- **Record extracts**
★ ★ ★ ★

// SPDX-FileCopyrightText: 2026 Evobridge Contributors
// SPDX-License-Identifier: MIT OR Apache-2.0

//! Database connection management with PRAGMA setup, WAL mode, and lifecycle.
//!
//! All writes are serialized through tokio-rusqlite's single background thread.
//! Do NOT create additional Connection instances for writes.

use std::path::Path;

use chrono::{DateTime, Utc};
use evobridge_core::EvobridgeError;
use tracing::{debug, info};

use crate::migrations;

/// Handle to the registry database.
#[derive(Clone)]
pub struct Database {
    conn: tokio_rusqlite::Connection,
}

impl Database {
    /// Opens (creating if needed) the database at `path`, applies PRAGMAs and
    /// runs pending migrations.
    pub async fn open(path: impl AsRef<Path>, wal_mode: bool) -> Result<Self, EvobridgeError> {
        let path = path.as_ref();
        if let Some(parent) = path.parent()
            && !parent.as_os_str().is_empty()
        {
            std::fs::create_dir_all(parent).map_err(|e| EvobridgeError::Storage {
                source: Box::new(e),
            })?;
        }

        let conn = tokio_rusqlite::Connection::open(path)
            .await
            .map_err(|e| EvobridgeError::Storage {
                source: Box::new(e),
            })?;

        let journal = if wal_mode { "WAL" } else { "DELETE" };
        let applied = conn
            .call(move |conn| {
                conn.execute_batch(&format!(
                    "PRAGMA journal_mode = {journal};
                     PRAGMA synchronous = NORMAL;
                     PRAGMA foreign_keys = ON;
                     PRAGMA busy_timeout = 5000;"
                ))
                .map_err(|e| EvobridgeError::Storage {
                    source: Box::new(e),
                })?;
                migrations::run_migrations(conn)
            })
            .await
            .map_err(|e| EvobridgeError::Storage {
                source: Box::new(e),
            })?;

        if applied > 0 {
            info!(path = %path.display(), applied, "database migrations applied");
        }
        debug!(path = %path.display(), journal, "database opened");
        Ok(Self { conn })
    }

    /// The underlying single-writer connection.
    pub fn connection(&self) -> &tokio_rusqlite::Connection {
        &self.conn
    }

    /// Checkpoints the WAL so the main file is self-contained.
    pub async fn checkpoint(&self) -> Result<(), EvobridgeError> {
        self.conn
            .call(|conn| conn.execute_batch("PRAGMA wal_checkpoint(TRUNCATE);"))
            .await
            .map_err(map_tr_err)?;
        debug!("WAL checkpoint complete");
        Ok(())
    }
}

/// Convert a tokio-rusqlite error into `EvobridgeError::Storage`.
pub fn map_tr_err(e: tokio_rusqlite::Error<rusqlite::Error>) -> EvobridgeError {
    EvobridgeError::Storage {
        source: Box::new(e),
    }
}

/// Millisecond-precision UTC timestamp; sorts lexicographically.
pub(crate) fn to_sql_ts(ts: &DateTime<Utc>) -> String {
    evobridge_core::types::format_timestamp(ts)
}

/// Parse a stored timestamp. Accepts any RFC 3339 string.
pub(crate) fn from_sql_ts(raw: &str) -> Result<DateTime<Utc>, chrono::ParseError> {
    DateTime::parse_from_rfc3339(raw).map(|ts| ts.with_timezone(&Utc))
}
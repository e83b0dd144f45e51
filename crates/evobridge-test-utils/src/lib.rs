// SPDX-FileCopyrightText: 2026 Evobridge Contributors
// SPDX-License-Identifier: MIT OR Apache-2.0

//! Test doubles for Evobridge collaborator traits.
//!
//! Deterministic, in-process stand-ins for the registry, the session
//! gateway and the notification sink, so supervisor behaviour can be tested
//! without SQLite or a live Evolution API.
//!
//! # Components
//!
//! - [`MemoryRegistry`] - in-memory `InstanceRegistry` with a failure switch
//! - [`MockGateway`] - scripted `SessionGateway` with a call log
//! - [`RecordingSink`] - `NotificationSink` that keeps every event

pub mod memory_registry;
pub mod mock_gateway;
pub mod recording_sink;

pub use memory_registry::{MemoryRegistry, instance_with};
pub use mock_gateway::{GatewayCall, MockGateway, ReconnectOutcome};
pub use recording_sink::RecordingSink;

★ ★ ★ ★

- **What to work on**
Everything in the listing should be written out again exactly.

- **Output of the exercise**
// SPDX-FileCopyrightText: 2026 Evobridge Contributors
// SPDX-License-Identifier: MIT OR Apache-2.0

//! Database connection management with PRAGMA setup, WAL mode, and lifecycle.
//!
//! All writes are serialized through tokio-rusqlite's single background thread.
//! Do NOT create additional Connection instances for writes.

use std::path::Path;

use chrono::{DateTime, Utc};
use evobridge_core::EvobridgeError;
use tracing::{debug, info};

use crate::migrations;

/// Handle to the registry database.
#[derive(Clone)]
pub struct Database {
    conn: tokio_rusqlite::Connection,
}

impl Database {
    /// Opens (creating if needed) the database at `path`, applies PRAGMAs and
    /// runs pending migrations.
    pub async fn open(path: impl AsRef<Path>, wal_mode: bool) -> Result<Self, EvobridgeError> {
        let path = path.as_ref();
        if let Some(parent) = path.parent()
            && !parent.as_os_str().is_empty()
        {
            std::fs::create_dir_all(parent).map_err(|e| EvobridgeError::Storage {
                source: Box::new(e),
            })?;
        }

        let conn = tokio_rusqlite::Connection::open(path)
            .await
            .map_err(|e| EvobridgeError::Storage {
                source: Box::new(e),
            })?;

        let journal = if wal_mode { "WAL" } else { "DELETE" };
        let applied = conn
            .call(move |conn| {
                conn.execute_batch(&format!(
                    "PRAGMA journal_mode = {journal};
                     PRAGMA synchronous = NORMAL;
                     PRAGMA foreign_keys = ON;
                     PRAGMA busy_timeout = 5000;"
                ))
                .map_err(|e| EvobridgeError::Storage {
                    source: Box::new(e),
                })?;
                migrations::run_migrations(conn)
            })
            .await
            .map_err(|e| EvobridgeError::Storage {
                source: Box::new(e),
            })?;

        if applied > 0 {
            info!(path = %path.display(), applied, "database migrations applied");
        }
        debug!(path = %path.display(), journal, "database opened");
        Ok(Self { conn })
    }

    /// The underlying single-writer connection.
    pub fn connection(&self) -> &tokio_rusqlite::Connection {
        &self.conn
    }

    /// Checkpoints the WAL so the main file is self-contained.
    pub async fn checkpoint(&self) -> Result<(), EvobridgeError> {
        self.conn
            .call(|conn| conn.execute_batch("PRAGMA wal_checkpoint(TRUNCATE);"))
            .await
            .map_err(map_tr_err)?;
        debug!("WAL checkpoint complete");
        Ok(())
    }
}

/// Convert a tokio-rusqlite error into `EvobridgeError::Storage`.
pub fn map_tr_err(e: tokio_rusqlite::Error<rusqlite::Error>) -> EvobridgeError {
    EvobridgeError::Storage {
        source: Box::new(e),
    }
}

/// Millisecond-precision UTC timestamp; sorts lexicographically.
pub(crate) fn to_sql_ts(ts: &DateTime<Utc>) -> String {
    evobridge_core::types::format_timestamp(ts)
}

/// Parse a stored timestamp. Accepts any RFC 3339 string.
pub(crate) fn from_sql_ts(raw: &str) -> Result<DateTime<Utc>, chrono::ParseError> {
    DateTime::parse_from_rfc3339(raw).map(|ts| ts.with_timezone(&Utc))
}
repository e83b0dd144f45e51
filename crates/evobridge-test-utils/src/lib.rs
// SPDX-FileCopyrightText: 2026 Evobridge Contributors
// SPDX-License-Identifier: MIT OR Apache-2.0

//! Test doubles for Evobridge collaborator traits.
//!
//! Deterministic, in-process stand-ins for the registry, the session
//! gateway and the notification sink, so supervisor behaviour can be tested
//! without SQLite or a live Evolution API.
//!
//! # Components
//!
//! - [`MemoryRegistry`] - in-memory `InstanceRegistry` with a failure switch
//! - [`MockGateway`] - scripted `SessionGateway` with a call log
//! - [`RecordingSink`] - `NotificationSink` that keeps every event

pub mod memory_registry;
pub mod mock_gateway;
pub mod recording_sink;

pub use memory_registry::{MemoryRegistry, instance_with};
pub use mock_gateway::{GatewayCall, MockGateway, ReconnectOutcome};
pub use recording_sink::RecordingSink;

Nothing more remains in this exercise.